Le mot « eugénisme » raisonne également, sans nul doute. Prononcer ce terme suscite inéluctablement une réaction : indifférence, incompréhension, curiosité, malaise ? La réaction est nécessairement induite par sa propre expérience ou ses lectures, ses convictions ou même l’absence de convictions… Les personnages qui pourraient représenter le mieux ce terme ne sont pas des gentilles cigognes, ou des Pinocchio légèrement écervelés, les histoires liées à l’eugénisme ne se racontent pas dès le plus jeune âge à tous les enfants ! La logique d’une politique ou pratique eugéniste, que celle-ci relève de la conception positive de l’eugénisme (favoriser les caractères bénéfiques) ou négative (éradication des caractères jugés handicapants) ne peut laisser indifférent et conduit nécessairement à des débats à la hauteur des exactions et des horreurs commises ou imaginées au titre de pratiques eugénistes. L’eugénisme c’est un peu comme l’affaire Dreyfus ou l’affaire Fillon, aborder ce sujet suscitera un débat qui pourra être fratricide dans votre groupe alors que le déjeuner se passait bien jusqu’à présent…

Eugénisme et Travail sont donc des mots qui à eux seuls sont porteurs de sens et résonnent en nous.

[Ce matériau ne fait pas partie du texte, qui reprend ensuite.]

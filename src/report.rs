use crate::card::{Card, Pattern, Side};
use std::fmt;

/// Horizontal space between solutions printed side by side.
const GUTTER: usize = 4;

/// Where found solutions go. The search hands over one fully-placed,
/// fully-rotated board per call, as soon as it is found; it knows nothing
/// about how (or whether) the solution is shown.
pub trait Reporter<P: Pattern> {
    fn solution(&mut self, solution: &Solution<P>);
}

/// One valid board: the cards in their final positions and rotations,
/// row-major. `placement` records how it was built from the original deck,
/// as (deck index, quarter turns) per cell.
#[derive(Debug, Clone)]
pub struct Solution<P: Pattern> {
    pub width: usize,
    pub cells: Vec<Card<P>>,
    pub placement: Vec<(usize, u8)>,
}

/// All solutions of one run, in discovery order. Exists mostly for its
/// `Display`, which packs the boards side by side as far as the terminal
/// width allows.
pub struct SolutionSet<P: Pattern>(pub Vec<Solution<P>>);

impl<P: Pattern> Reporter<P> for SolutionSet<P> {
    fn solution(&mut self, solution: &Solution<P>) {
        self.0.push(solution.clone());
    }
}

fn terminal_width() -> usize {
    termsize::get().map(|size| size.cols as usize).unwrap_or(90)
}

impl<P: Pattern + fmt::Display> fmt::Display for Solution<P> {
    /// Each card is drawn as a box with its four edge labels in their
    /// physical positions: top edge on the first line, left and right on
    /// the middle line, bottom on the last. Boxes in a board row are
    /// separated by a single space.
    fn fmt(&self, f: &mut fmt::Formatter) -> fmt::Result {
        let label = |card: Card<P>, side: Side| {
            let edge = card.edge(side);
            format!("{} {}", edge.pattern, edge.face)
        };

        let label_width = self
            .cells
            .iter()
            .flat_map(|card| Side::ALL.map(|side| label(*card, side).chars().count()))
            .max()
            .unwrap_or(0);
        let inner = 2 * label_width + 2;
        let border = format!("+{}+", "-".repeat(inner));

        let height = self.cells.len() / self.width;
        for row in 0..height {
            let cards = &self.cells[row * self.width..(row + 1) * self.width];

            let mut lines = vec![String::new(); 5];
            for (col, card) in cards.iter().enumerate() {
                let sep = if col == 0 { "" } else { " " };
                lines[0].push_str(&format!("{}{}", sep, border));
                lines[1].push_str(&format!(
                    "{}|{:^inner$}|",
                    sep,
                    label(*card, Side::Top),
                    inner = inner
                ));
                lines[2].push_str(&format!(
                    "{}|{:<lw$}  {:>lw$}|",
                    sep,
                    label(*card, Side::Left),
                    label(*card, Side::Right),
                    lw = label_width
                ));
                lines[3].push_str(&format!(
                    "{}|{:^inner$}|",
                    sep,
                    label(*card, Side::Bottom),
                    inner = inner
                ));
                lines[4].push_str(&format!("{}{}", sep, border));
            }
            for line in lines {
                writeln!(f, "{}", line)?;
            }
        }
        Ok(())
    }
}

impl<P: Pattern + fmt::Display> fmt::Display for SolutionSet<P> {
    fn fmt(&self, f: &mut fmt::Formatter) -> fmt::Result {
        let max_width = terminal_width();

        let mut row: Vec<Vec<String>> = Vec::new();
        let mut row_width = 0;
        for solution in &self.0 {
            let block: Vec<String> = solution.to_string().lines().map(str::to_owned).collect();
            let block_width = block.iter().map(|l| l.chars().count()).max().unwrap_or(0);
            if !row.is_empty() && row_width + GUTTER + block_width > max_width {
                write_block_row(f, &row)?;
                writeln!(f)?;
                row.clear();
                row_width = 0;
            }
            row_width += if row.is_empty() {
                block_width
            } else {
                GUTTER + block_width
            };
            row.push(block);
        }
        if !row.is_empty() {
            write_block_row(f, &row)?;
        }
        Ok(())
    }
}

/// Print multi-line blocks next to each other, top-aligned.
fn write_block_row(f: &mut fmt::Formatter, blocks: &[Vec<String>]) -> fmt::Result {
    let height = blocks.iter().map(|b| b.len()).max().unwrap_or(0);
    let widths: Vec<usize> = blocks
        .iter()
        .map(|b| b.iter().map(|l| l.chars().count()).max().unwrap_or(0))
        .collect();

    for line_index in 0..height {
        let mut line = String::new();
        for (block, width) in blocks.iter().zip(&widths) {
            if !line.is_empty() {
                line.push_str(&" ".repeat(GUTTER));
            }
            let text = block.get(line_index).map(String::as_str).unwrap_or("");
            line.push_str(&format!("{:<width$}", text, width = width));
        }
        writeln!(f, "{}", line.trim_end())?;
    }
    Ok(())
}

#[cfg(test)]
mod tests {
    use super::*;
    use crate::card::{Edge, Face};

    fn card(names: [char; 4]) -> Card<char> {
        Card::new(names.map(|name| Edge::new(name, Face::Front)))
    }

    #[test]
    fn test_solution_display_positions() {
        let solution = Solution {
            width: 2,
            cells: vec![card(['b', 'r', 't', 'l']); 4],
            placement: vec![(0, 0), (1, 0), (2, 0), (3, 0)],
        };
        let text = format!("{}", solution);
        let lines: Vec<&str> = text.lines().collect();

        // Two board rows of five lines each.
        assert_eq!(lines.len(), 10);
        assert!(lines[0].starts_with('+'));
        assert!(lines[1].contains("t front"));
        assert!(lines[2].contains("l front"));
        assert!(lines[2].contains("r front"));
        assert!(lines[3].contains("b front"));
        // Single-space gutter between the two boxes in a row.
        assert!(lines[0].contains("+ +"));
    }

    #[test]
    fn test_solution_set_collects_and_displays() {
        let solution = Solution {
            width: 1,
            cells: vec![card(['b', 'r', 't', 'l'])],
            placement: vec![(0, 0)],
        };
        let mut set = SolutionSet(Vec::new());
        set.solution(&solution);
        set.solution(&solution);
        assert_eq!(set.0.len(), 2);

        let text = format!("{}", set);
        assert!(text.contains("t front"));
    }
}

Ils nous ramènent, pris séparément, à notre condition humaine et à notre histoire personnelle et collective.

 

Eugénisme au travail ?

Mais ces mots aussi peuvent se conjuguer, se marier tout au moins peut-on parler d’Eugénisme au travail. L’association de ces deux mots peut choquer, paraitre trop exagérée et pourtant ! Le monde du travail ne favorise-t-il pas les caractères « bénéfiques » en clonant les comportements, les attitudes, les pratiques managériales ? Un exemple concret : n’existe-t-il pas un dress-code dans votre entreprise (bien souvent non écrit) qui fait qu’à la moindre déviance, vous avez le droit à des réflexions amusées, positives ou négatives sur la couleur de votre pantalon, sur votre cravate, sur votre jeans ? N’avez-vous jamais entendu : « Bonjour, Monsieur le Directeur » car vous aviez mis pour une fois une cravate ? Ou « Tu te maries ? » parce que vous aviez mis un tailleur, ou encore « C’est cool aujourd’hui » car vous étiez en jeans Levi’s chic et basket New Balance (tout de même) ?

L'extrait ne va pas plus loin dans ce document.